WHAT IS BEING ASKED | An exact copy of every entry below is needed.

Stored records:
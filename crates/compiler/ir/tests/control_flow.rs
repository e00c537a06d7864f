//! Disassembly of structured control flow

mod common;

use common::{assert_valid, empty_entry_point};
use tincture_compiler_ir::{
    disassemble, Access, AddressSpace, BinaryOp, Builder, Module, PipelineStage,
};
use tincture_test_utils::assert_golden;

#[test]
fn test_if_with_results() {
    let mut module = Module::new();
    let mut b = Builder::new(&mut module);
    let i32 = b.types().i32();
    let bool = b.types().bool();
    let f = b.function("foo", i32, None);
    let c = b.add_param(f, "c", bool);
    let body = b.function_body(f);
    b.append_to(body);

    let if_ = b.create_if(c, &[i32]);
    let i = *b.module().instruction(if_).as_if().unwrap();
    b.append_to(i.true_block);
    let one = b.i32(1);
    b.exit_if(if_, &[one]);
    b.append_to(i.false_block);
    let two = b.i32(2);
    b.exit_if(if_, &[two]);

    b.append_to(body);
    let result = b.module().instruction(if_).results()[0];
    b.return_(f, Some(result));

    assert_valid(&module);
    assert_golden("control_flow/if_with_results.ir", &disassemble(&module));
}

#[test]
fn test_counting_loop() {
    let mut module = Module::new();
    let mut b = Builder::new(&mut module);
    let i32 = b.types().i32();
    let f = b.function("foo", i32, None);
    let n = b.add_param(f, "n", i32);
    let body = b.function_body(f);
    b.append_to(body);

    let loop_ = b.create_loop(&[i32]);
    let l = *b.module().instruction(loop_).as_loop().unwrap();
    let counter = b.add_block_param(l.body, i32);
    let next = b.add_block_param(l.continuing, i32);

    b.append_to(l.initializer);
    let zero = b.i32(0);
    b.next_iteration(loop_, &[zero]);

    b.append_to(l.body);
    let done = b.binary(BinaryOp::Gte, counter, n);
    let if_ = b.create_if(done, &[]);
    let i = *b.module().instruction(if_).as_if().unwrap();
    b.append_to(i.true_block);
    b.exit_loop(loop_, &[counter]);
    b.append_to(i.false_block);
    b.exit_if(if_, &[]);
    b.append_to(l.body);
    let one = b.i32(1);
    let incremented = b.binary(BinaryOp::Add, counter, one);
    b.continue_to(loop_, &[incremented]);

    b.append_to(l.continuing);
    let never = b.bool(false);
    b.break_if(loop_, never, &[next], &[next]);

    b.append_to(body);
    let result = b.module().instruction(loop_).results()[0];
    b.return_(f, Some(result));

    assert_valid(&module);
    assert_golden("control_flow/counting_loop.ir", &disassemble(&module));
}

#[test]
fn test_switch_cases() {
    let mut module = Module::new();
    let mut b = Builder::new(&mut module);
    let void = b.types().void();
    let i32 = b.types().i32();
    let f = b.function("foo", void, None);
    let x = b.add_param(f, "x", i32);
    let body = b.function_body(f);
    b.append_to(body);

    let switch = b.create_switch(x, &[]);
    let one = b.i32(1);
    let two = b.i32(2);
    let case = b.add_case(switch, &[Some(one), Some(two)]);
    b.append_to(case);
    b.exit_switch(switch, &[]);
    let default = b.add_case(switch, &[None]);
    b.append_to(default);
    b.exit_switch(switch, &[]);

    b.append_to(body);
    b.return_(f, None);

    assert_valid(&module);
    assert_golden("control_flow/switch_cases.ir", &disassemble(&module));
}

#[test]
fn test_root_block_and_entry_point() {
    let mut module = Module::new();
    let mut b = Builder::new(&mut module);
    let u32 = b.types().u32();
    let ptr = b.types().ptr(AddressSpace::Private, u32, Access::ReadWrite);
    let root = b.module().root_block();
    b.append_to(root);
    let v = b.var("v", ptr, None);

    let void = b.types().void();
    let main = b.function(
        "main",
        void,
        Some(PipelineStage::Compute {
            workgroup_size: [1, 1, 1],
        }),
    );
    let body = b.function_body(main);
    b.append_to(body);
    b.load(v);
    b.return_(main, None);

    assert_valid(&module);
    insta::assert_snapshot!(disassemble(&module), @r"
%b1 = block {  # root
  %v:ptr<private, u32, read_write> = var
}

%main = @compute @workgroup_size(1, 1, 1) func():void -> %b2 {
  %b2 = block {
    %3:u32 = load %v
    ret
  }
}
");
}

#[test]
fn test_functions_print_in_creation_order() {
    let mut module = Module::new();
    empty_entry_point(&mut module, "first");
    empty_entry_point(&mut module, "second");
    let dump = disassemble(&module);
    let first = dump.find("%first").unwrap();
    let second = dump.find("%second").unwrap();
    assert!(first < second, "{dump}");
    assert!(dump.contains("-> %b2 {\n  %b2 = block {"), "{dump}");
}

#[test]
fn test_repeated_dumps_are_identical() {
    let mut module = Module::new();
    let mut b = Builder::new(&mut module);
    let f32 = b.types().f32();
    let f = b.function("foo", f32, None);
    let x = b.add_param(f, "x", f32);
    let body = b.function_body(f);
    b.append_to(body);
    let half = b.f32(0.5);
    let scaled = b.binary(BinaryOp::Mul, x, half);
    b.return_(f, Some(scaled));

    let first = disassemble(&module);
    assert_eq!(first, disassemble(&module));
    assert!(first.contains("%3:f32 = mul %x, 0.5f"), "{first}");
}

SOLUTION TO THIS TASK |
filename crates/compiler/ir/tests/control_flow.rs
repository e00c537a06d7864f
//! Disassembly of structured control flow

mod common;

use common::{assert_valid, empty_entry_point};
use tincture_compiler_ir::{
    disassemble, Access, AddressSpace, BinaryOp, Builder, Module, PipelineStage,
};
use tincture_test_utils::assert_golden;

#[test]
fn test_if_with_results() {
    let mut module = Module::new();
    let mut b = Builder::new(&mut module);
    let i32 = b.types().i32();
    let bool = b.types().bool();
    let f = b.function("foo", i32, None);
    let c = b.add_param(f, "c", bool);
    let body = b.function_body(f);
    b.append_to(body);

    let if_ = b.create_if(c, &[i32]);
    let i = *b.module().instruction(if_).as_if().unwrap();
    b.append_to(i.true_block);
    let one = b.i32(1);
    b.exit_if(if_, &[one]);
    b.append_to(i.false_block);
    let two = b.i32(2);
    b.exit_if(if_, &[two]);

    b.append_to(body);
    let result = b.module().instruction(if_).results()[0];
    b.return_(f, Some(result));

    assert_valid(&module);
    assert_golden("control_flow/if_with_results.ir", &disassemble(&module));
}

#[test]
fn test_counting_loop() {
    let mut module = Module::new();
    let mut b = Builder::new(&mut module);
    let i32 = b.types().i32();
    let f = b.function("foo", i32, None);
    let n = b.add_param(f, "n", i32);
    let body = b.function_body(f);
    b.append_to(body);

    let loop_ = b.create_loop(&[i32]);
    let l = *b.module().instruction(loop_).as_loop().unwrap();
    let counter = b.add_block_param(l.body, i32);
    let next = b.add_block_param(l.continuing, i32);

    b.append_to(l.initializer);
    let zero = b.i32(0);
    b.next_iteration(loop_, &[zero]);

    b.append_to(l.body);
    let done = b.binary(BinaryOp::Gte, counter, n);
    let if_ = b.create_if(done, &[]);
    let i = *b.module().instruction(if_).as_if().unwrap();
    b.append_to(i.true_block);
    b.exit_loop(loop_, &[counter]);
    b.append_to(i.false_block);
    b.exit_if(if_, &[]);
    b.append_to(l.body);
    let one = b.i32(1);
    let incremented = b.binary(BinaryOp::Add, counter, one);
    b.continue_to(loop_, &[incremented]);

    b.append_to(l.continuing);
    let never = b.bool(false);
    b.break_if(loop_, never, &[next], &[next]);

    b.append_to(body);
    let result = b.module().instruction(loop_).results()[0];
    b.return_(f, Some(result));

    assert_valid(&module);
    assert_golden("control_flow/counting_loop.ir", &disassemble(&module));
}

#[test]
fn test_switch_cases() {
    let mut module = Module::new();
    let mut b = Builder::new(&mut module);
    let void = b.types().void();
    let i32 = b.types().i32();
    let f = b.function("foo", void, None);
    let x = b.add_param(f, "x", i32);
    let body = b.function_body(f);
    b.append_to(body);

    let switch = b.create_switch(x, &[]);
    let one = b.i32(1);
    let two = b.i32(2);
    let case = b.add_case(switch, &[Some(one), Some(two)]);
    b.append_to(case);
    b.exit_switch(switch, &[]);
    let default = b.add_case(switch, &[None]);
    b.append_to(default);
    b.exit_switch(switch, &[]);

    b.append_to(body);
    b.return_(f, None);

    assert_valid(&module);
    assert_golden("control_flow/switch_cases.ir", &disassemble(&module));
}

#[test]
fn test_root_block_and_entry_point() {
    let mut module = Module::new();
    let mut b = Builder::new(&mut module);
    let u32 = b.types().u32();
    let ptr = b.types().ptr(AddressSpace::Private, u32, Access::ReadWrite);
    let root = b.module().root_block();
    b.append_to(root);
    let v = b.var("v", ptr, None);

    let void = b.types().void();
    let main = b.function(
        "main",
        void,
        Some(PipelineStage::Compute {
            workgroup_size: [1, 1, 1],
        }),
    );
    let body = b.function_body(main);
    b.append_to(body);
    b.load(v);
    b.return_(main, None);

    assert_valid(&module);
    insta::assert_snapshot!(disassemble(&module), @r"
%b1 = block {  # root
  %v:ptr<private, u32, read_write> = var
}

%main = @compute @workgroup_size(1, 1, 1) func():void -> %b2 {
  %b2 = block {
    %3:u32 = load %v
    ret
  }
}
");
}

#[test]
fn test_functions_print_in_creation_order() {
    let mut module = Module::new();
    empty_entry_point(&mut module, "first");
    empty_entry_point(&mut module, "second");
    let dump = disassemble(&module);
    let first = dump.find("%first").unwrap();
    let second = dump.find("%second").unwrap();
    assert!(first < second, "{dump}");
    assert!(dump.contains("-> %b2 {\n  %b2 = block {"), "{dump}");
}

#[test]
fn test_repeated_dumps_are_identical() {
    let mut module = Module::new();
    let mut b = Builder::new(&mut module);
    let f32 = b.types().f32();
    let f = b.function("foo", f32, None);
    let x = b.add_param(f, "x", f32);
    let body = b.function_body(f);
    b.append_to(body);
    let half = b.f32(0.5);
    let scaled = b.binary(BinaryOp::Mul, x, half);
    b.return_(f, Some(scaled));

    let first = disassemble(&module);
    assert_eq!(first, disassemble(&module));
    assert!(first.contains("%3:f32 = mul %x, 0.5f"), "{first}");
}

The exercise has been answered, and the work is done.